• _AIM OF THE TASK_: Below is a listing. Write out exactly its lines between the one holding "serde_json::from_str(&contents)" and the one holding "fn list(ctx: &CommandContext, only_open: bool)", inclusive.

• _DATA FOR ANALYSIS_:

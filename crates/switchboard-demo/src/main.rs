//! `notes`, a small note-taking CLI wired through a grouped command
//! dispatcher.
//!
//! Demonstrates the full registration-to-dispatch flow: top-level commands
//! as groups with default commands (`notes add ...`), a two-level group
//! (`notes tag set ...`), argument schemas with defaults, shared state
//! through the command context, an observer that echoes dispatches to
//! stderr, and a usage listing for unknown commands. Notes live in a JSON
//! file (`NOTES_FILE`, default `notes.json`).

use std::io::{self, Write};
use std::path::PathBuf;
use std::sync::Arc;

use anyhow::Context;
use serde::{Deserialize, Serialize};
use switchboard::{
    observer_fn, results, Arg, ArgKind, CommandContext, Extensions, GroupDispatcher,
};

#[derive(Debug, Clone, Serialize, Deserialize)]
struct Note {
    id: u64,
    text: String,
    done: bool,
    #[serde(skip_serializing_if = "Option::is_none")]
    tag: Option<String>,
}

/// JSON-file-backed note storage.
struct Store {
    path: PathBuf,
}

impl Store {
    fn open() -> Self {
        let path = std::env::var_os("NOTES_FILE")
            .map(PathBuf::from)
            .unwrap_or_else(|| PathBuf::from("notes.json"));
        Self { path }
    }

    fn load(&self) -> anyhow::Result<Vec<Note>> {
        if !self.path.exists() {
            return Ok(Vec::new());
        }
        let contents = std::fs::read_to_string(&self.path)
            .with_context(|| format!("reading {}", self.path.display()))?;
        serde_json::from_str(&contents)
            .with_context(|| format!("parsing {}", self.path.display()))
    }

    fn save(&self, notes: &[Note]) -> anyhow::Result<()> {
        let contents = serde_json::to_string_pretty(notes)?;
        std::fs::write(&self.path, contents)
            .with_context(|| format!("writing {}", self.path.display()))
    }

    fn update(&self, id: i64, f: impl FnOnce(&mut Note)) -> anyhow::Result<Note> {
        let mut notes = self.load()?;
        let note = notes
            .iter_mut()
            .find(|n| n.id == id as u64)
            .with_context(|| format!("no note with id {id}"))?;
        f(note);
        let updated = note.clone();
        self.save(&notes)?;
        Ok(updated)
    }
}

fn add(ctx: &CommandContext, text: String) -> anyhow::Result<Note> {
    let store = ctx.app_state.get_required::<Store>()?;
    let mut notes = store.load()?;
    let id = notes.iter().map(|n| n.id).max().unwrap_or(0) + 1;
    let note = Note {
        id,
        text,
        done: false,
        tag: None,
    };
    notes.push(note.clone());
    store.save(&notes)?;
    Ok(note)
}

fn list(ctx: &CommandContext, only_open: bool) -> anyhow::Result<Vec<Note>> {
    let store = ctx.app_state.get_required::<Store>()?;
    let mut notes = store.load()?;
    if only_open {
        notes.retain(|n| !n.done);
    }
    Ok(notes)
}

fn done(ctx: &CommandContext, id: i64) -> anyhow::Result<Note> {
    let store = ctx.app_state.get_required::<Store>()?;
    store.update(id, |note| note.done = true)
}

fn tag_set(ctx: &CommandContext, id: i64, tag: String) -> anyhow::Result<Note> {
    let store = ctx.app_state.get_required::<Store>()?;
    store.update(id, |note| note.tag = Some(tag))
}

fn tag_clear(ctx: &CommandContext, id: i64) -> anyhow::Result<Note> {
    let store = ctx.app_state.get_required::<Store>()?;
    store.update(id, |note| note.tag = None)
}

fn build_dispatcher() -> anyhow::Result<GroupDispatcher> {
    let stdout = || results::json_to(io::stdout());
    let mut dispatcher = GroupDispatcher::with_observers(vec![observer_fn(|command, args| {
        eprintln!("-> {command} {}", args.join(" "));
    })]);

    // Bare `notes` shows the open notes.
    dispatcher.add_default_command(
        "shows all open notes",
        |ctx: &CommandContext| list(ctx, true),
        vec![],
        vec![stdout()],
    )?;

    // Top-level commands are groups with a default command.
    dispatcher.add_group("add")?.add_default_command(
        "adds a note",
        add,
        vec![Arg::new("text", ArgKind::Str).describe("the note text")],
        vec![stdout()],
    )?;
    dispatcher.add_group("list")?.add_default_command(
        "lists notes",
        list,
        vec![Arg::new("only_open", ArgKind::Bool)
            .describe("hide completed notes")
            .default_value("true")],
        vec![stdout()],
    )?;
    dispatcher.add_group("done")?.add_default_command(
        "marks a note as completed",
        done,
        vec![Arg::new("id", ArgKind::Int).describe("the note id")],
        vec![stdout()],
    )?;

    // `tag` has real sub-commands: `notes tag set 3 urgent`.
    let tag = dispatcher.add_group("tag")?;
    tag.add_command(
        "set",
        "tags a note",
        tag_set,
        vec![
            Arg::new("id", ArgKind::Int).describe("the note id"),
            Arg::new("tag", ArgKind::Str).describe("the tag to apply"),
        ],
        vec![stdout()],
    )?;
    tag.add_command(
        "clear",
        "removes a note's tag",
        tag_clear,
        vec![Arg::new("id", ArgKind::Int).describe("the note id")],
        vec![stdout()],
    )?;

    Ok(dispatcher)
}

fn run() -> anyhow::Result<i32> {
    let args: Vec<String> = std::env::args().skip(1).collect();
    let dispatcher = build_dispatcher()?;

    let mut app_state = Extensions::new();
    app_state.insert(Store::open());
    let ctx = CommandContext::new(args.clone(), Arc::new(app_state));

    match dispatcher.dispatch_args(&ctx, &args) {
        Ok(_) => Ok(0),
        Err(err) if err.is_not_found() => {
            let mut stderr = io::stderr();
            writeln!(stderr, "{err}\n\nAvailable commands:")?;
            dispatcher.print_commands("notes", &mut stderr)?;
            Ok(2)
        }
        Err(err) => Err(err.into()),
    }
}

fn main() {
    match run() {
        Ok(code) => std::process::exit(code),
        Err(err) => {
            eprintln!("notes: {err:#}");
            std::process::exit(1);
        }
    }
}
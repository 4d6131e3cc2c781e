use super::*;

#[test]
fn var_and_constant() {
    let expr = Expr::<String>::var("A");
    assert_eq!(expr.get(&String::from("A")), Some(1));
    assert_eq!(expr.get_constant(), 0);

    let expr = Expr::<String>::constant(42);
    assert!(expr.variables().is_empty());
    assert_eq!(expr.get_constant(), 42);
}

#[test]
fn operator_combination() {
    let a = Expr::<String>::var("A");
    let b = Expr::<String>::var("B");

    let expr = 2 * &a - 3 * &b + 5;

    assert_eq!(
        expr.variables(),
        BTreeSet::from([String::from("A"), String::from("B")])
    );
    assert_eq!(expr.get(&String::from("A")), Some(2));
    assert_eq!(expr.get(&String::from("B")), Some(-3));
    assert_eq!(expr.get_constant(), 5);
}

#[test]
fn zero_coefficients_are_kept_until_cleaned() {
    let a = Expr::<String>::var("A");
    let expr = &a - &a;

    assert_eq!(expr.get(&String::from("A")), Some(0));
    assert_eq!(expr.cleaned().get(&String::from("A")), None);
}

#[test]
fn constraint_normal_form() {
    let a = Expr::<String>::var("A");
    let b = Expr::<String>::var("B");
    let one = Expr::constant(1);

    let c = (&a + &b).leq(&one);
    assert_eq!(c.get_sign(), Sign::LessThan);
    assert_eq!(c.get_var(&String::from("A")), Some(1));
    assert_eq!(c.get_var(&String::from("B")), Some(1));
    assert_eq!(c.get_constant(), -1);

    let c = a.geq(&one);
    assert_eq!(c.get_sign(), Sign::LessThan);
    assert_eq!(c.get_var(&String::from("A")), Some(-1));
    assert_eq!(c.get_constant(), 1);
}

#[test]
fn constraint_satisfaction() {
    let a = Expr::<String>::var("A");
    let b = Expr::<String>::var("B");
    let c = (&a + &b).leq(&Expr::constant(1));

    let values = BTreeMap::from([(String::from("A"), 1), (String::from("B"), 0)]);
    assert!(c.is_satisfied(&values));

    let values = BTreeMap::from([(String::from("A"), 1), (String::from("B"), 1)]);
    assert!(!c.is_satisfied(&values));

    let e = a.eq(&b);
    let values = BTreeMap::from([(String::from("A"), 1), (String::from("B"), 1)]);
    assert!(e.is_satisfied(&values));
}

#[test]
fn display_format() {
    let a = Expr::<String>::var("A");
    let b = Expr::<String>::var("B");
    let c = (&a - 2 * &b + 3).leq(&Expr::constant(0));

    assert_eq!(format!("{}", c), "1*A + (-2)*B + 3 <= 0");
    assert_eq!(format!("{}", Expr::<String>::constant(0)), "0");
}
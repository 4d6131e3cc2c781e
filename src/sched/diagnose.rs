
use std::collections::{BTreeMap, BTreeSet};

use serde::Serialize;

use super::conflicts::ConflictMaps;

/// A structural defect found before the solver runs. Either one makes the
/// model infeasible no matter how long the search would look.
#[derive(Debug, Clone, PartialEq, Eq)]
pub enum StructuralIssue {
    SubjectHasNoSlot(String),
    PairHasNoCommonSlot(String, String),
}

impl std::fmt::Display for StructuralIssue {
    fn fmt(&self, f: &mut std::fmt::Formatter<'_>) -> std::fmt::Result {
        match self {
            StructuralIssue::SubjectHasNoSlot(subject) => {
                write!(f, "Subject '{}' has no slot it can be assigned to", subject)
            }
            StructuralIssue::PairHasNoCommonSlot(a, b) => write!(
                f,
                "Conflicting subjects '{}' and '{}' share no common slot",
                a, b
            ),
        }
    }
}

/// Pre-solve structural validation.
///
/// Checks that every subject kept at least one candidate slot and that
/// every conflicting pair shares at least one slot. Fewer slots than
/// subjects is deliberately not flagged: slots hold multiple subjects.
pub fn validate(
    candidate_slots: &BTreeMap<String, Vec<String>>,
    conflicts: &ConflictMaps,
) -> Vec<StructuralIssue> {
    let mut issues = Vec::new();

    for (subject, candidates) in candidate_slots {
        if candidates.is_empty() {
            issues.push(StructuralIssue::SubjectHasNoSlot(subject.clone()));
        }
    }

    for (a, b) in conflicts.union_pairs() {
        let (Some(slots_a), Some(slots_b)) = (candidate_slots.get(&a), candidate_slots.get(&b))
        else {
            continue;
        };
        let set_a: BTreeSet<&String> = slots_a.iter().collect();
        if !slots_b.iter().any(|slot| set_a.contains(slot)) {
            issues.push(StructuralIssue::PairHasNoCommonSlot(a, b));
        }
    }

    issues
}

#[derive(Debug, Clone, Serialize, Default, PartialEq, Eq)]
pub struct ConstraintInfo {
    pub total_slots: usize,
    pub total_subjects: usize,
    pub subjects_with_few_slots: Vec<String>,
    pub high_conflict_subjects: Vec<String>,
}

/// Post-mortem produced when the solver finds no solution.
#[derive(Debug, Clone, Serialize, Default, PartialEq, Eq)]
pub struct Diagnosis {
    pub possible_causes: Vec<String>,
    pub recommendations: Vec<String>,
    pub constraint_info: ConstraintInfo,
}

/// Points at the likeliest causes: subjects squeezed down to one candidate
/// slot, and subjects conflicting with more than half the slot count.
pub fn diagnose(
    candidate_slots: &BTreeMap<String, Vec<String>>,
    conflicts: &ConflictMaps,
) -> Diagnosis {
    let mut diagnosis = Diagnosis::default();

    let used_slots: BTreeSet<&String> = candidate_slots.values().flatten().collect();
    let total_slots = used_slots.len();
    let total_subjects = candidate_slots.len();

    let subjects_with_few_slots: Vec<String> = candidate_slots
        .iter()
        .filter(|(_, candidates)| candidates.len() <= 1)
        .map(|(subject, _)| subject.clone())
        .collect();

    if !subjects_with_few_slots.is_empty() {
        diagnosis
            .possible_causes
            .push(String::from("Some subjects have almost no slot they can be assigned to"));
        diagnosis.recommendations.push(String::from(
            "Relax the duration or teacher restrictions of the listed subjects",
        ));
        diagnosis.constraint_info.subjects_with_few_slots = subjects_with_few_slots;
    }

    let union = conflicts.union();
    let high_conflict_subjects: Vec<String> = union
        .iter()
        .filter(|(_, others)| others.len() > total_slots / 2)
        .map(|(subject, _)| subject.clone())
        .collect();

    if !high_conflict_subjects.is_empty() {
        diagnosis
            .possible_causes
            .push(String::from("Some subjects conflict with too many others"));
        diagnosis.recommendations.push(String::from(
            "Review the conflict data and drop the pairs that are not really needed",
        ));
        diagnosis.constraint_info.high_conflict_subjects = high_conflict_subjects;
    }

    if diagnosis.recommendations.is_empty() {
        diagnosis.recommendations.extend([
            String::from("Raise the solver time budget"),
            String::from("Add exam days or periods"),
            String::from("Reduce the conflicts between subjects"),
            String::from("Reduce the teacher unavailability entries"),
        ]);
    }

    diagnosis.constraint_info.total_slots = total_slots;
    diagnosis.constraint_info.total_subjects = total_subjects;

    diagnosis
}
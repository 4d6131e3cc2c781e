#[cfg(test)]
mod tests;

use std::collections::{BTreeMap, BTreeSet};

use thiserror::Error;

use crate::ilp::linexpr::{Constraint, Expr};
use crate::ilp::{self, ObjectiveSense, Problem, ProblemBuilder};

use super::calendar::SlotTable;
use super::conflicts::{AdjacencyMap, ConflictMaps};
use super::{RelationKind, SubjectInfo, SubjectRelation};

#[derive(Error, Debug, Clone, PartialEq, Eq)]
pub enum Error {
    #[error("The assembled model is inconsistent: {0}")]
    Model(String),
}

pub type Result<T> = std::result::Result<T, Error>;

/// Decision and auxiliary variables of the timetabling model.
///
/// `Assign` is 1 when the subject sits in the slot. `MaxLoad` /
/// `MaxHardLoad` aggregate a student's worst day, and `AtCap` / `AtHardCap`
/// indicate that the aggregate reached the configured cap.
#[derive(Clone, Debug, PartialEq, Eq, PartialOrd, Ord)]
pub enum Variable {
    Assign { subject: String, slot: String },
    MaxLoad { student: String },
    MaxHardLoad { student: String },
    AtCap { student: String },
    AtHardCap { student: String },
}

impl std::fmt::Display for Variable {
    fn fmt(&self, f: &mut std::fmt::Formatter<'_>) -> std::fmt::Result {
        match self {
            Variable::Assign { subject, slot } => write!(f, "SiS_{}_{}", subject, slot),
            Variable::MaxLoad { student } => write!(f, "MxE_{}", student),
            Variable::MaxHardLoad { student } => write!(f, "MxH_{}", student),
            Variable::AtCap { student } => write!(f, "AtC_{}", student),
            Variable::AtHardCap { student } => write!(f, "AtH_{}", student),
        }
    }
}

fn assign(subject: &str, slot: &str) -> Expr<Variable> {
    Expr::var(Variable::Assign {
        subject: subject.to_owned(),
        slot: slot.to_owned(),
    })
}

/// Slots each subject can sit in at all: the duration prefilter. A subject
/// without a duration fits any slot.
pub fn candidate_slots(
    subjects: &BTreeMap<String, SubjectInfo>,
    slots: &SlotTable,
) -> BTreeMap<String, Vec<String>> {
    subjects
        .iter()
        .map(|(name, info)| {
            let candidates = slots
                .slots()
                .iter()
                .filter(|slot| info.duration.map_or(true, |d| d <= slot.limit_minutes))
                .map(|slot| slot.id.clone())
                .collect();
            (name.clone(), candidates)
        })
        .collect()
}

• _EXERCISE RESPONSE_:
        serde_json::from_str(&contents)
            .with_context(|| format!("parsing {}", self.path.display()))
    }

    fn save(&self, notes: &[Note]) -> anyhow::Result<()> {
        let contents = serde_json::to_string_pretty(notes)?;
        std::fs::write(&self.path, contents)
            .with_context(|| format!("writing {}", self.path.display()))
    }

    fn update(&self, id: i64, f: impl FnOnce(&mut Note)) -> anyhow::Result<Note> {
        let mut notes = self.load()?;
        let note = notes
            .iter_mut()
            .find(|n| n.id == id as u64)
            .with_context(|| format!("no note with id {id}"))?;
        f(note);
        let updated = note.clone();
        self.save(&notes)?;
        Ok(updated)
    }
}

fn add(ctx: &CommandContext, text: String) -> anyhow::Result<Note> {
    let store = ctx.app_state.get_required::<Store>()?;
    let mut notes = store.load()?;
    let id = notes.iter().map(|n| n.id).max().unwrap_or(0) + 1;
    let note = Note {
        id,
        text,
        done: false,
        tag: None,
    };
    notes.push(note.clone());
    store.save(&notes)?;
    Ok(note)
}

fn list(ctx: &CommandContext, only_open: bool) -> anyhow::Result<Vec<Note>> {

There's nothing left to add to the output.